Presbyterian college in Batesville, Arkansas, US

Lyon College is a private liberal arts college affiliated with the Presbyterian Church and located in Batesville, Arkansas. Founded in 1872 as Arkansas College, it is the oldest independent college in Arkansas.

==History==
Located in Batesville, Arkansas, the college was founded in 1872 and is the oldest independent college in Arkansas. It was founded by Isaac J. Long who served as its first president. He was succeeded by his son E. R. Long and then by a Mr. Cleland.

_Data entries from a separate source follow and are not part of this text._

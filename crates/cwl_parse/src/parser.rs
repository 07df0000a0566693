//! Parsing of `CommandLineTool` documents from text.
//!
//! Parsing is two steps that fail differently: decoding the YAML text into
//! a value tree ([`DocumentParseError`]) and validating that tree against
//! the tool schema ([`SchemaValidationError`]).
//!
//! [`SchemaValidationError`]: cwl_core::SchemaValidationError

use crate::tags::screen_tags;
use cwl_core::{DocumentParseError, ParseResult};
use cwl_schema::CommandLineTool;
use serde_json::Value;
use std::io::Read;
use std::path::Path;

/// Parser options
#[derive(Debug, Clone, Default, PartialEq, Eq)]
pub struct ParseOptions {
    /// Reject documents larger than this many bytes before decoding
    pub max_document_bytes: Option<usize>,
}

impl ParseOptions {
    /// Create options with defaults (no size limit)
    #[must_use]
    pub fn new() -> Self {
        Self::default()
    }

    /// Set the maximum document size
    #[must_use]
    pub fn with_max_document_bytes(mut self, bytes: usize) -> Self {
        self.max_document_bytes = Some(bytes);
        self
    }
}

/// Parser for tool documents
#[derive(Debug, Clone, Default)]
pub struct Parser {
    options: ParseOptions,
}

impl Parser {
    /// Create a parser with default options
    #[must_use]
    pub fn new() -> Self {
        Self::default()
    }

    /// Create a parser with custom options
    #[must_use]
    pub fn with_options(options: ParseOptions) -> Self {
        Self { options }
    }

    /// Options in effect
    #[must_use]
    pub fn options(&self) -> &ParseOptions {
        &self.options
    }

    /// Decode `text` into a value tree without validating it
    ///
    /// # Errors
    ///
    /// Returns [`DocumentParseError`] if the text is not valid YAML,
    /// exceeds the configured size, or carries a `!!` tag outside the
    /// core schema
    pub fn decode(&self, text: &str) -> Result<Value, DocumentParseError> {
        if let Some(limit) = self.options.max_document_bytes {
            if text.len() > limit {
                return Err(DocumentParseError::new(format!(
                    "document is {} bytes, limit is {}",
                    text.len(),
                    limit
                )));
            }
        }

        let value = serde_yaml_ng::from_str::<Value>(text).map_err(|e| {
            tracing::debug!(error = %e, "failed to decode document");
            DocumentParseError::new(e.to_string())
        })?;
        screen_tags(text)?;
        Ok(value)
    }

    /// Parse a tool document from text
    ///
    /// # Errors
    ///
    /// Returns a decode failure for invalid YAML and a schema failure for
    /// YAML that does not describe a valid tool
    pub fn parse(&self, text: &str) -> ParseResult<CommandLineTool> {
        let value = self.decode(text)?;
        let tool = CommandLineTool::from_value(value).inspect_err(|e| {
            tracing::debug!(violations = e.violations.len(), "document failed schema validation");
        })?;
        tracing::debug!(
            inputs = tool.inputs().len(),
            outputs = tool.outputs().len(),
            "parsed command line tool"
        );
        Ok(tool)
    }

    /// Parse a tool document from an open reader
    ///
    /// # Errors
    ///
    /// Read failures (including non UTF-8 input) are decode failures;
    /// otherwise as [`Parser::parse`]
    pub fn parse_reader<R: Read>(&self, mut reader: R) -> ParseResult<CommandLineTool> {
        let mut text = String::new();
        reader
            .read_to_string(&mut text)
            .map_err(|e| DocumentParseError::new(format!("failed to read document: {}", e)))?;
        self.parse(&text)
    }

    /// Parse a tool document from a file
    ///
    /// # Errors
    ///
    /// A file that cannot be read is a decode failure; otherwise as
    /// [`Parser::parse`]
    pub fn parse_file(&self, path: impl AsRef<Path>) -> ParseResult<CommandLineTool> {
        let path = path.as_ref();
        let text = std::fs::read_to_string(path).map_err(|e| {
            DocumentParseError::new(format!("failed to read {}: {}", path.display(), e))
        })?;
        self.parse(&text)
    }
}

/// Parse a `CommandLineTool` document from text
///
/// # Errors
///
/// See [`Parser::parse`]
pub fn parse_command_line_tool(text: &str) -> ParseResult<CommandLineTool> {
    Parser::new().parse(text)
}

/// Parse a `CommandLineTool` document from an open reader
///
/// # Errors
///
/// See [`Parser::parse_reader`]
pub fn parse_command_line_tool_reader<R: Read>(reader: R) -> ParseResult<CommandLineTool> {
    Parser::new().parse_reader(reader)
}

/// Parse a `CommandLineTool` document from a file
///
/// # Errors
///
/// See [`Parser::parse_file`]
pub fn parse_command_line_tool_file(path: impl AsRef<Path>) -> ParseResult<CommandLineTool> {
    Parser::new().parse_file(path)
}

#[cfg(test)]
mod tests {
    use super::*;
    use cwl_core::ParseError;
    use cwl_schema::{InputVariant, OutputVariant};
    use serde_json::json;
    use std::io::Write;

    const BASE: &str = include_str!("../fixtures/base.cwl");
    const BASE_COMMAND_STRING: &str = include_str!("../fixtures/base_command_string.cwl");
    const BASE_COMMAND_LIST: &str = include_str!("../fixtures/base_command_list.cwl");
    const BASE_COMMAND_ARGUMENTS: &str = include_str!("../fixtures/base_command_arguments.cwl");
    const INPUTS: &str = include_str!("../fixtures/inputs.cwl");
    const OUTPUTS: &str = include_str!("../fixtures/outputs.cwl");

    #[test]
    fn test_parse_base() {
        let tool = parse_command_line_tool(BASE).unwrap();
        assert_eq!(tool.cls(), "CommandLineTool");
        assert_eq!(tool.cwl_version(), Some("v1.0"));
        assert!(tool.inputs().is_empty());
        assert!(tool.outputs().is_empty());
        assert_eq!(tool.command(), None);
    }

    #[test]
    fn test_parse_base_command_variants() {
        let tool = parse_command_line_tool(BASE_COMMAND_STRING).unwrap();
        assert_eq!(tool.command(), Some("echo"));
        assert!(tool.base_arguments().is_empty());

        let tool = parse_command_line_tool(BASE_COMMAND_LIST).unwrap();
        assert_eq!(tool.command(), Some("echo"));
        assert!(tool.base_arguments().is_empty());

        let tool = parse_command_line_tool(BASE_COMMAND_ARGUMENTS).unwrap();
        assert_eq!(tool.command(), Some("tar"));
        assert_eq!(tool.base_arguments(), ["--extract", "--verbose"]);
    }

    #[test]
    fn test_parse_inputs() {
        let tool = parse_command_line_tool(INPUTS).unwrap();
        let ids: Vec<&str> = tool.inputs().iter().filter_map(|p| p.identifier()).collect();
        assert_eq!(
            ids,
            vec![
                "reference",
                "reads",
                "threads",
                "min_score",
                "verbose",
                "sample",
                "seed",
                "placeholder"
            ]
        );

        let variants: Vec<InputVariant> = tool.inputs().iter().map(|p| p.variant()).collect();
        assert_eq!(
            variants,
            vec![
                InputVariant::File,
                InputVariant::File,
                InputVariant::Int,
                InputVariant::Float,
                InputVariant::Boolean,
                InputVariant::String,
                InputVariant::Int,
                InputVariant::Base,
            ]
        );

        let reference = tool.input("reference").unwrap();
        assert_eq!(reference.parameter().label(), Some("Reference genome"));
        assert_eq!(reference.binding().position, 1);

        let threads = tool.input("threads").unwrap();
        assert_eq!(threads.parameter().default_value(), Some(&json!(4)));
        assert_eq!(threads.format_arguments(&json!(8)).unwrap(), vec!["-t=8"]);

        let reads = tool.input("reads").unwrap();
        assert_eq!(
            reads.format_arguments(&json!({"path": "r.fq"})).unwrap(),
            vec!["--reads", "{reads}"]
        );

        let verbose = tool.input("verbose").unwrap();
        assert_eq!(verbose.format_arguments(&json!(true)).unwrap(), vec!["-v"]);

        let sample = tool.input("sample").unwrap();
        let binding = sample.binding();
        assert_eq!(binding.item_separator.as_deref(), Some(","));
        assert!(!binding.shell_quote);
        assert!(binding.value_from.is_some());
        assert_eq!(
            sample.parameter().doc().map(|d| d.to_vec().len()),
            Some(2)
        );

        let seed = tool.input("seed").unwrap();
        assert_eq!(seed.type_tag(), "long");
        assert_eq!(seed.binding(), &cwl_schema::CommandLineBinding::new());
    }

    #[test]
    fn test_parse_outputs() {
        let tool = parse_command_line_tool(OUTPUTS).unwrap();
        assert_eq!(tool.command(), Some("samtools"));
        assert_eq!(tool.base_arguments(), ["sort"]);
        assert_eq!(tool.inputs()[0].identifier(), Some("alignment"));

        let variants: Vec<OutputVariant> = tool.outputs().iter().map(|p| p.variant()).collect();
        assert_eq!(
            variants,
            vec![OutputVariant::File, OutputVariant::Stderr, OutputVariant::Stdout]
        );

        let sorted = tool.output("sorted").unwrap().binding().unwrap();
        assert_eq!(sorted.glob.as_deref(), Some("sorted.bam"));
        assert!(!sorted.load_contents);

        assert!(tool.output("log").unwrap().binding().is_none());
        assert!(tool.output("summary").unwrap().parameter().streamable());
    }

    #[test]
    fn test_parse_reader_matches_text() {
        let from_text = parse_command_line_tool(INPUTS).unwrap();
        let from_reader = parse_command_line_tool_reader(INPUTS.as_bytes()).unwrap();
        assert_eq!(from_text, from_reader);
    }

    #[test]
    fn test_parse_file() {
        let mut file = tempfile::NamedTempFile::new().unwrap();
        file.write_all(OUTPUTS.as_bytes()).unwrap();
        let tool = parse_command_line_tool_file(file.path()).unwrap();
        assert_eq!(tool.outputs().len(), 3);
    }

    #[test]
    fn test_parse_missing_file_is_decode_failure() {
        let dir = tempfile::tempdir().unwrap();
        let err = parse_command_line_tool_file(dir.path().join("absent.cwl")).unwrap_err();
        assert!(err.is_document());
    }

    #[test]
    fn test_parse_non_utf8_reader_is_decode_failure() {
        let bytes: &[u8] = &[0x63, 0x6c, 0xff, 0xfe];
        let err = parse_command_line_tool_reader(bytes).unwrap_err();
        assert!(err.is_document());
    }

    #[test]
    fn test_garbage_is_decode_failure() {
        for text in [
            "class: [CommandLineTool",
            "inputs: {a: 1",
            "key: 'unterminated",
            "!!None",
            "a: !!python/object x",
            "inputs: []\noutputs: !!python/tuple []",
        ] {
            let err = parse_command_line_tool(text).unwrap_err();
            assert!(matches!(err, ParseError::Document(_)), "{text}: {err}");
        }
    }

    #[test]
    fn test_missing_fields_is_schema_failure() {
        let err = parse_command_line_tool("class: CommandLineTool").unwrap_err();
        assert!(err.is_schema());
        let locations: Vec<&str> = err.violations().iter().map(|v| v.location.as_str()).collect();
        assert_eq!(locations, vec!["inputs", "outputs"]);
    }

    #[test]
    fn test_scalar_document_is_schema_failure() {
        let err = parse_command_line_tool("just some text").unwrap_err();
        assert!(err.is_schema());
        assert!(err.violations()[0].location == cwl_core::ROOT_LOCATION);
    }

    #[test]
    fn test_unknown_type_is_schema_failure() {
        let text = "inputs:\n  reads:\n    type: Directory\noutputs: []\n";
        let err = parse_command_line_tool(text).unwrap_err();
        assert!(err.is_schema());
        assert!(err.violations()[0].is_unknown_type());
        assert_eq!(err.violations()[0].location, "inputs.reads.type");
    }

    #[test]
    fn test_unquoted_null_type_is_missing() {
        let text = "inputs:\n  nothing:\n    type: null\noutputs: []\n";
        let err = parse_command_line_tool(text).unwrap_err();
        assert_eq!(err.violations()[0].location, "inputs.nothing.type");
    }

    #[test]
    fn test_numeric_scalars_read_as_text() {
        let text = "cwlVersion: 1.0\nbaseCommand: [head, -n, 5]\ninputs: []\noutputs: []\n";
        let tool = parse_command_line_tool(text).unwrap();
        assert_eq!(tool.cwl_version(), Some("1.0"));
        assert_eq!(tool.command(), Some("head"));
        assert_eq!(tool.base_arguments(), ["-n", "5"]);

        let text = "inputs:\n  lines:\n    type: int\n    label: 10\n    inputBinding: {position: \"1\", prefix: 2}\noutputs: []\n";
        let tool = parse_command_line_tool(text).unwrap();
        let lines = tool.input("lines").unwrap();
        assert_eq!(lines.parameter().label(), Some("10"));
        assert_eq!(lines.binding().position, 1);
        assert_eq!(lines.format_arguments(&json!(3)).unwrap(), vec!["2", "3"]);
    }

    #[test]
    fn test_compound_values_in_text_fields_are_schema_failures() {
        let err = parse_command_line_tool("cwlVersion: [v1.0]\ninputs: []\noutputs: []").unwrap_err();
        assert!(err.is_schema());
        assert_eq!(err.violations()[0].location, "cwlVersion");

        let text = "baseCommand: [head, {n: 5}]\ninputs: []\noutputs: []";
        let err = parse_command_line_tool(text).unwrap_err();
        assert_eq!(err.violations()[0].location, "baseCommand");
    }

    #[test]
    fn test_scalar_mapping_keys_become_identifiers() {
        let text = "inputs: {1: int, true: boolean}\noutputs: {2.5: stdout}\n";
        let tool = parse_command_line_tool(text).unwrap();
        let ids: Vec<&str> = tool.inputs().iter().filter_map(|p| p.identifier()).collect();
        assert_eq!(ids, vec!["1", "true"]);
        assert_eq!(tool.input("true").map(|p| p.variant()), Some(InputVariant::Boolean));
        assert_eq!(tool.outputs()[0].identifier(), Some("2.5"));
    }

    #[test]
    fn test_core_tags_decode() {
        let value = Parser::new().decode("a: !!str 5\nb: !!int '7'").unwrap();
        assert_eq!(value, json!({"a": "5", "b": 7}));
    }

    #[test]
    fn test_size_limit() {
        let parser = Parser::with_options(ParseOptions::new().with_max_document_bytes(16));
        assert_eq!(parser.options().max_document_bytes, Some(16));
        let err = parser.parse(BASE).unwrap_err();
        assert!(err.is_document());

        let parser = Parser::with_options(ParseOptions::new().with_max_document_bytes(4096));
        assert!(parser.parse(BASE).is_ok());
    }

    #[test]
    fn test_decode_only() {
        let value = Parser::new().decode("a: [1, 2]").unwrap();
        assert_eq!(value, json!({"a": [1, 2]}));
    }
}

In 1871, state leaders narrowed down choices for the potential flagship location of a state college to either Fayetteville or Batesville. Fayetteville and Washington County residents collaboratively offered financial backing to establish the college in Fayetteville, and Batesville ultimately lost the bid. However, Rev. Isaac J. Long, along with others involved with the Presbyterian church, decided to open a college soon after. They named Arkansas College at Batesville. The charter was signed by Governor Ozra Amander Hadley on October 24, 1872. Morrow Hall was the college's first permanent building, occupied in 1873. The Long family led the college until Dr. Paul M. McCain became president of the college in 1952.

It was renamed Lyon College in 1994, after the Lyon family of Arkansas. Frank Lyon Sr. served on the board of trustees from 1946 to 1988, including as chairman from 1977 to 1987. Frank Lyon Jr. served on the board for more than 30 years, until his death in 2015. He served as chair of the board for four years. Frank Lyon Jr. and Jane Lyon gave the largest gift in the college's history of $10 million.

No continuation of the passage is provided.